After releasing his chart-topping I Walk the Line in 1964, Johnny Cash recorded Bitter Tears: Ballads of the American Indian. Cash used to say he was part Cherokee but eventually admitted he wasn't. Neverthless, Bitter Tears was an early and heartfelt attempt to translate the history and problems of Native Americans into musical form, drums and all. In A Heartbeat and a Guitar: Johnny Cash and the Making of Bitter Tears, writer Antonino D’Ambrosio discusses Cash's album in the context of the early-sixties social-justice movement, the folk-music and protest-song creators who spread their message, and the ongoing artistic and personal struggles of the Man in Black Himself.
In an interview with Sarah Jaffe, D'Ambrosio (who also wrote Let Fury Have the Hour: The Punk Rock Politics of Joe Strummer ) disusses how Cash's personal demons may have contributed to Bitter Tears.
I think that he was a person in pain. The agony that he felt in his life never left him. The movie makes it seem like he kicked drugs, which never happened. He had moments that lasted a month or two, but Marshall Grant, the bass player from the Tennessee Two, who told me that he never kicked them. That’s also a disservice.

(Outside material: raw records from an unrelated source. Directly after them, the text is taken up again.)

//! Command-line interface runtime for the Trawl structural search tool.
//!
//! The runtime owns argument parsing, telemetry set-up, option resolution,
//! and result rendering. It writes to caller-supplied streams so tests can
//! drive it without spawning a process.

use std::ffi::OsString;
use std::fmt;
use std::io::Write;
use std::process::ExitCode;

use clap::Parser;
use clap::error::ErrorKind;
use trawl::{CollectingMatchResultSink, Matcher, SearchScope, Workspace, telemetry};
use trawl_core::{ConfigurationRegistry, LogSettings, MatchOptions, MatchResult};

mod cli;
mod errors;
mod output;

pub use cli::OutputFormat;
use cli::{Cli, CliCommand, SearchArgs};
use errors::AppError;

const CLI_TARGET: &str = "trawl::cli";
const NO_MATCHES: u8 = 1;
const FAILURE: u8 = 2;

/// Runs the CLI using the provided arguments and IO handles.
///
/// Exits with 0 when matches were found, 1 when none were, and 2 on any
/// error.
#[must_use]
pub fn run<I, W, E>(args: I, stdout: &mut W, stderr: &mut E) -> ExitCode
where
    I: IntoIterator<Item = OsString>,
    W: Write,
    E: Write,
{
    let cli = match Cli::try_parse_from(args) {
        Ok(cli) => cli,
        Err(error) => return report_usage(&error, stdout, stderr),
    };

    match execute(&cli, stdout) {
        Ok(0) => ExitCode::from(NO_MATCHES),
        Ok(_) => ExitCode::SUCCESS,
        Err(error) => {
            report(stderr, &error);
            ExitCode::from(FAILURE)
        }
    }
}

fn report_usage<W: Write, E: Write>(
    error: &clap::Error,
    stdout: &mut W,
    stderr: &mut E,
) -> ExitCode {
    let rendered = error.render();
    match error.kind() {
        ErrorKind::DisplayHelp | ErrorKind::DisplayVersion => {
            if write!(stdout, "{rendered}").is_err() {
                return ExitCode::from(FAILURE);
            }
            ExitCode::SUCCESS
        }
        _ => {
            report(stderr, &rendered);
            ExitCode::from(FAILURE)
        }
    }
}

fn report<E: Write>(stderr: &mut E, message: &dyn fmt::Display) {
    if writeln!(stderr, "trawl: {message}").is_err() {
        tracing::debug!(target: CLI_TARGET, event = "stderr_unwritable");
    }
}

fn execute<W: Write>(cli: &Cli, stdout: &mut W) -> Result<usize, AppError> {
    telemetry::initialise(&LogSettings::new(cli.log_filter.as_str(), cli.log_format))?;
    let CliCommand::Search(args) = &cli.command;
    search(args, stdout)
}

fn search<W: Write>(args: &SearchArgs, stdout: &mut W) -> Result<usize, AppError> {
    if !args.root.is_dir() {
        return Err(AppError::MissingRoot(args.root.clone()));
    }
    let (registry, options) = resolve_options(args)?;
    let workspace = Workspace::for_directory(args.root.as_std_path()).with_registry(registry);

    let mut sink = CollectingMatchResultSink::new();
    {
        let mut matcher = Matcher::new(&workspace);
        matcher.find_matches(Box::new(&mut sink), &options, SearchScope::Workspace)?;
    }
    let mut matches = sink.into_matches();
    matches.sort_by_key(MatchResult::identity);

    tracing::debug!(
        target: CLI_TARGET,
        event = "search_finished",
        root = %args.root,
        matches = matches.len(),
    );
    output::write_matches(stdout, &matches, args.output)?;
    Ok(matches.len())
}

fn resolve_options(args: &SearchArgs) -> Result<(ConfigurationRegistry, MatchOptions), AppError> {
    if let (Some(path), Some(name)) = (&args.configurations, &args.named) {
        let registry =
            ConfigurationRegistry::from_path(path.as_std_path()).map_err(AppError::LoadConfigurations)?;
        let options = registry
            .get(name)
            .ok_or_else(|| AppError::UnknownConfiguration(name.clone()))?
            .options()
            .clone();
        let loose = args.loose || options.loose();
        return Ok((registry, options.with_loose(loose)));
    }
    let pattern = args.pattern.as_deref().ok_or(AppError::MissingPattern)?;
    let options = MatchOptions::new(pattern, args.language).with_loose(args.loose);
    Ok((ConfigurationRegistry::new(), options))
}

#[cfg(test)]
mod tests;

The fact that he did this while he was dealing with his own personal agony, and that was being reflected back in the work about the tormented Native people–I think you can’t have one without the other. I think that’s an important thing, because the sincerity, the authenticity that Johnny Cash had, in all his music but particularly Bitter Tears, is very important. It separates a great artist from an average musician.